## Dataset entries
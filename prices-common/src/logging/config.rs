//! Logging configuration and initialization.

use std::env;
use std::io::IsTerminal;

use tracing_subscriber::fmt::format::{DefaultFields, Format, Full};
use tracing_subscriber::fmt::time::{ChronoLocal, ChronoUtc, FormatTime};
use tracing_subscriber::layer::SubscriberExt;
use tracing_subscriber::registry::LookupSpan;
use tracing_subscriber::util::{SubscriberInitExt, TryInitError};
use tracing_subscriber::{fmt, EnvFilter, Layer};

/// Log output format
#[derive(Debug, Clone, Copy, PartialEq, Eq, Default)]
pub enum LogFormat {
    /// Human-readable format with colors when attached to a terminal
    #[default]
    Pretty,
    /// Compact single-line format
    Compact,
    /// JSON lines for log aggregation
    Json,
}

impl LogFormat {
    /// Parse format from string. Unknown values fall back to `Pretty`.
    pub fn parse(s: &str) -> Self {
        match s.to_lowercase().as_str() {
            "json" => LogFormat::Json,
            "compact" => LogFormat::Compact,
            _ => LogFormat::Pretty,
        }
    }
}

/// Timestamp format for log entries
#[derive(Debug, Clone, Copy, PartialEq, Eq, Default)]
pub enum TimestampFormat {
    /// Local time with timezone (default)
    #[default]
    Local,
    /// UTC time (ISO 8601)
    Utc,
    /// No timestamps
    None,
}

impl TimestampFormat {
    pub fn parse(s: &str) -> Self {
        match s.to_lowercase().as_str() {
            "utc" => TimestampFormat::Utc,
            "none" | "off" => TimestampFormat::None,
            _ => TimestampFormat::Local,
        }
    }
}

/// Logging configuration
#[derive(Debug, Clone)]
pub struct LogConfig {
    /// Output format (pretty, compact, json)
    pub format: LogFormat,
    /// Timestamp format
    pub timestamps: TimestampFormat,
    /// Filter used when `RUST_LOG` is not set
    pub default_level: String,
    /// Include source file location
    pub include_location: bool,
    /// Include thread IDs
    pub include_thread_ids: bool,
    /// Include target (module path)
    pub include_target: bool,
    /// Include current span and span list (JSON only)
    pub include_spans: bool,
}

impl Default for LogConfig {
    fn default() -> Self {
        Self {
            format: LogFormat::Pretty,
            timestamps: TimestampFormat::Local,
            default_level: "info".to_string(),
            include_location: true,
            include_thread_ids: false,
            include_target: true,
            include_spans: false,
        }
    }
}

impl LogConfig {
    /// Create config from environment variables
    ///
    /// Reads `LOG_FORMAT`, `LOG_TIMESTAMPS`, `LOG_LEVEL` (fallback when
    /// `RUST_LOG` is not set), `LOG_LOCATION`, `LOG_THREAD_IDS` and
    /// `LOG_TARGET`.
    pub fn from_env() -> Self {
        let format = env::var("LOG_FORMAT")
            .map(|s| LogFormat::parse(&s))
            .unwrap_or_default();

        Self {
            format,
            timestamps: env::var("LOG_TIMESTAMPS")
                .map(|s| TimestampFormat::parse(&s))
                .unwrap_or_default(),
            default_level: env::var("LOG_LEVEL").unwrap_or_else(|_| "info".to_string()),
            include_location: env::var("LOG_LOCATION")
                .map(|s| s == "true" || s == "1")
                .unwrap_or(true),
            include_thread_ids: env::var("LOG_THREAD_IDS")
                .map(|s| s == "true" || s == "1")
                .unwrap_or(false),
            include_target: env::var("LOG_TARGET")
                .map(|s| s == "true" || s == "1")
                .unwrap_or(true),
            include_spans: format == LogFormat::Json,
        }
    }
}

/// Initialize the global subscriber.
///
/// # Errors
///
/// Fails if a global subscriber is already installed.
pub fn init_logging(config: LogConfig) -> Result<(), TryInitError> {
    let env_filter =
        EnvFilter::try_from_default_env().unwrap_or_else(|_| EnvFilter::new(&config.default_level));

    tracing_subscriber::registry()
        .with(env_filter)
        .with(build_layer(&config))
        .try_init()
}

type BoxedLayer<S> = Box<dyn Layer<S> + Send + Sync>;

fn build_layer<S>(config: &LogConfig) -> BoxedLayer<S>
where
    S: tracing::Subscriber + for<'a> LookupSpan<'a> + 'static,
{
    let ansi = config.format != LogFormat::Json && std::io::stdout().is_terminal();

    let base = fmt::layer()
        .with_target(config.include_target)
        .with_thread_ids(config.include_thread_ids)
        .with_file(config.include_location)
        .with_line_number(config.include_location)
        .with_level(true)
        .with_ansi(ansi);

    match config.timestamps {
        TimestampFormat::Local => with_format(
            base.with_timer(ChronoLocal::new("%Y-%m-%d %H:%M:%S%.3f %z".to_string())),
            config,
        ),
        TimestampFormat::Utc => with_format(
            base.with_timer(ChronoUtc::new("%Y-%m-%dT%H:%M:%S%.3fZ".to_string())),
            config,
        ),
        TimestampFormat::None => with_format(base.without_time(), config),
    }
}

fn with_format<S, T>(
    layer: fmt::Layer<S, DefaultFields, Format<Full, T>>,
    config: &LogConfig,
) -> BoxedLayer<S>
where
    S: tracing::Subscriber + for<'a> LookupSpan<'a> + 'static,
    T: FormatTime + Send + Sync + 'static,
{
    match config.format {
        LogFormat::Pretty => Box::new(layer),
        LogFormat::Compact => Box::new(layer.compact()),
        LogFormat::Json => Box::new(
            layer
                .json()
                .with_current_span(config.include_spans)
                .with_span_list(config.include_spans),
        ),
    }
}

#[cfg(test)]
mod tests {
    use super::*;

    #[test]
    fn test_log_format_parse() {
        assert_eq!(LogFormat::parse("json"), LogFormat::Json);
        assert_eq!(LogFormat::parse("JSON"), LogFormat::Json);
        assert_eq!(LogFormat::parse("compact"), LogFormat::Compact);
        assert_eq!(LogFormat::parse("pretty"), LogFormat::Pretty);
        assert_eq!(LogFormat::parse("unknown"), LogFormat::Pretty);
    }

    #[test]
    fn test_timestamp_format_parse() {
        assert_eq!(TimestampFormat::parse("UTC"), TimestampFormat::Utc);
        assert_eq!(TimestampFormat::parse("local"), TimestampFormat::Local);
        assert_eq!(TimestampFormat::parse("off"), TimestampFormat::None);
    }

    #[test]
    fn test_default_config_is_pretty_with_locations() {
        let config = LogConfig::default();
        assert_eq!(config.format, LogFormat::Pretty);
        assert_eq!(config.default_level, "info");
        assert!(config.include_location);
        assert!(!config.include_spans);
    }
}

## TASK BRIEF
When transcribing the data, keep every line exactly as it is.

## SOLUTION TO THIS PROBLEM
filename prices-common/src/logging/config.rs
//! Logging configuration and initialization.

use std::env;
use std::io::IsTerminal;

use tracing_subscriber::fmt::format::{DefaultFields, Format, Full};
use tracing_subscriber::fmt::time::{ChronoLocal, ChronoUtc, FormatTime};
use tracing_subscriber::layer::SubscriberExt;
use tracing_subscriber::registry::LookupSpan;
use tracing_subscriber::util::{SubscriberInitExt, TryInitError};
use tracing_subscriber::{fmt, EnvFilter, Layer};

/// Log output format
#[derive(Debug, Clone, Copy, PartialEq, Eq, Default)]
pub enum LogFormat {
    /// Human-readable format with colors when attached to a terminal
    #[default]
    Pretty,
    /// Compact single-line format
    Compact,
    /// JSON lines for log aggregation
    Json,
}

impl LogFormat {
    /// Parse format from string. Unknown values fall back to `Pretty`.
    pub fn parse(s: &str) -> Self {
        match s.to_lowercase().as_str() {
            "json" => LogFormat::Json,
            "compact" => LogFormat::Compact,
            _ => LogFormat::Pretty,
        }
    }
}

/// Timestamp format for log entries
#[derive(Debug, Clone, Copy, PartialEq, Eq, Default)]
pub enum TimestampFormat {
    /// Local time with timezone (default)
    #[default]
    Local,
    /// UTC time (ISO 8601)
    Utc,
    /// No timestamps
    None,
}

impl TimestampFormat {
    pub fn parse(s: &str) -> Self {
        match s.to_lowercase().as_str() {
            "utc" => TimestampFormat::Utc,
            "none" | "off" => TimestampFormat::None,
            _ => TimestampFormat::Local,
        }
    }
}

/// Logging configuration
#[derive(Debug, Clone)]
pub struct LogConfig {
    /// Output format (pretty, compact, json)
    pub format: LogFormat,
    /// Timestamp format
    pub timestamps: TimestampFormat,
    /// Filter used when `RUST_LOG` is not set
    pub default_level: String,
    /// Include source file location
    pub include_location: bool,
    /// Include thread IDs
    pub include_thread_ids: bool,
    /// Include target (module path)
    pub include_target: bool,
    /// Include current span and span list (JSON only)
    pub include_spans: bool,
}

impl Default for LogConfig {
    fn default() -> Self {
        Self {
            format: LogFormat::Pretty,
            timestamps: TimestampFormat::Local,
            default_level: "info".to_string(),
            include_location: true,
            include_thread_ids: false,
            include_target: true,
            include_spans: false,
        }
    }
}

impl LogConfig {
    /// Create config from environment variables
    ///
    /// Reads `LOG_FORMAT`, `LOG_TIMESTAMPS`, `LOG_LEVEL` (fallback when
    /// `RUST_LOG` is not set), `LOG_LOCATION`, `LOG_THREAD_IDS` and
    /// `LOG_TARGET`.
    pub fn from_env() -> Self {
        let format = env::var("LOG_FORMAT")
            .map(|s| LogFormat::parse(&s))
            .unwrap_or_default();

        Self {
            format,
            timestamps: env::var("LOG_TIMESTAMPS")
                .map(|s| TimestampFormat::parse(&s))
                .unwrap_or_default(),
            default_level: env::var("LOG_LEVEL").unwrap_or_else(|_| "info".to_string()),
            include_location: env::var("LOG_LOCATION")
                .map(|s| s == "true" || s == "1")
                .unwrap_or(true),
            include_thread_ids: env::var("LOG_THREAD_IDS")
                .map(|s| s == "true" || s == "1")
                .unwrap_or(false),
            include_target: env::var("LOG_TARGET")
                .map(|s| s == "true" || s == "1")
                .unwrap_or(true),
            include_spans: format == LogFormat::Json,
        }
    }
}

/// Initialize the global subscriber.
///
/// # Errors
///
/// Fails if a global subscriber is already installed.
pub fn init_logging(config: LogConfig) -> Result<(), TryInitError> {
    let env_filter =
        EnvFilter::try_from_default_env().unwrap_or_else(|_| EnvFilter::new(&config.default_level));

    tracing_subscriber::registry()
        .with(env_filter)
        .with(build_layer(&config))
        .try_init()
}

type BoxedLayer<S> = Box<dyn Layer<S> + Send + Sync>;

fn build_layer<S>(config: &LogConfig) -> BoxedLayer<S>
where
    S: tracing::Subscriber + for<'a> LookupSpan<'a> + 'static,
{
    let ansi = config.format != LogFormat::Json && std::io::stdout().is_terminal();

    let base = fmt::layer()
        .with_target(config.include_target)
        .with_thread_ids(config.include_thread_ids)
        .with_file(config.include_location)
        .with_line_number(config.include_location)
        .with_level(true)
        .with_ansi(ansi);

    match config.timestamps {
        TimestampFormat::Local => with_format(
            base.with_timer(ChronoLocal::new("%Y-%m-%d %H:%M:%S%.3f %z".to_string())),
            config,
        ),
        TimestampFormat::Utc => with_format(
            base.with_timer(ChronoUtc::new("%Y-%m-%dT%H:%M:%S%.3fZ".to_string())),
            config,
        ),
        TimestampFormat::None => with_format(base.without_time(), config),
    }
}

fn with_format<S, T>(
    layer: fmt::Layer<S, DefaultFields, Format<Full, T>>,
    config: &LogConfig,
) -> BoxedLayer<S>
where
    S: tracing::Subscriber + for<'a> LookupSpan<'a> + 'static,
    T: FormatTime + Send + Sync + 'static,
{
    match config.format {
        LogFormat::Pretty => Box::new(layer),
        LogFormat::Compact => Box::new(layer.compact()),
        LogFormat::Json => Box::new(
            layer
                .json()
                .with_current_span(config.include_spans)
                .with_span_list(config.include_spans),
        ),
    }
}

#[cfg(test)]
mod tests {
    use super::*;

    #[test]
    fn test_log_format_parse() {
        assert_eq!(LogFormat::parse("json"), LogFormat::Json);
        assert_eq!(LogFormat::parse("JSON"), LogFormat::Json);
        assert_eq!(LogFormat::parse("compact"), LogFormat::Compact);
        assert_eq!(LogFormat::parse("pretty"), LogFormat::Pretty);
        assert_eq!(LogFormat::parse("unknown"), LogFormat::Pretty);
    }

    #[test]
    fn test_timestamp_format_parse() {
        assert_eq!(TimestampFormat::parse("UTC"), TimestampFormat::Utc);
        assert_eq!(TimestampFormat::parse("local"), TimestampFormat::Local);
        assert_eq!(TimestampFormat::parse("off"), TimestampFormat::None);
    }

    #[test]
    fn test_default_config_is_pretty_with_locations() {
        let config = LogConfig::default();
        assert_eq!(config.format, LogFormat::Pretty);
        assert_eq!(config.default_level, "info");
        assert!(config.include_location);
        assert!(!config.include_spans);
    }
}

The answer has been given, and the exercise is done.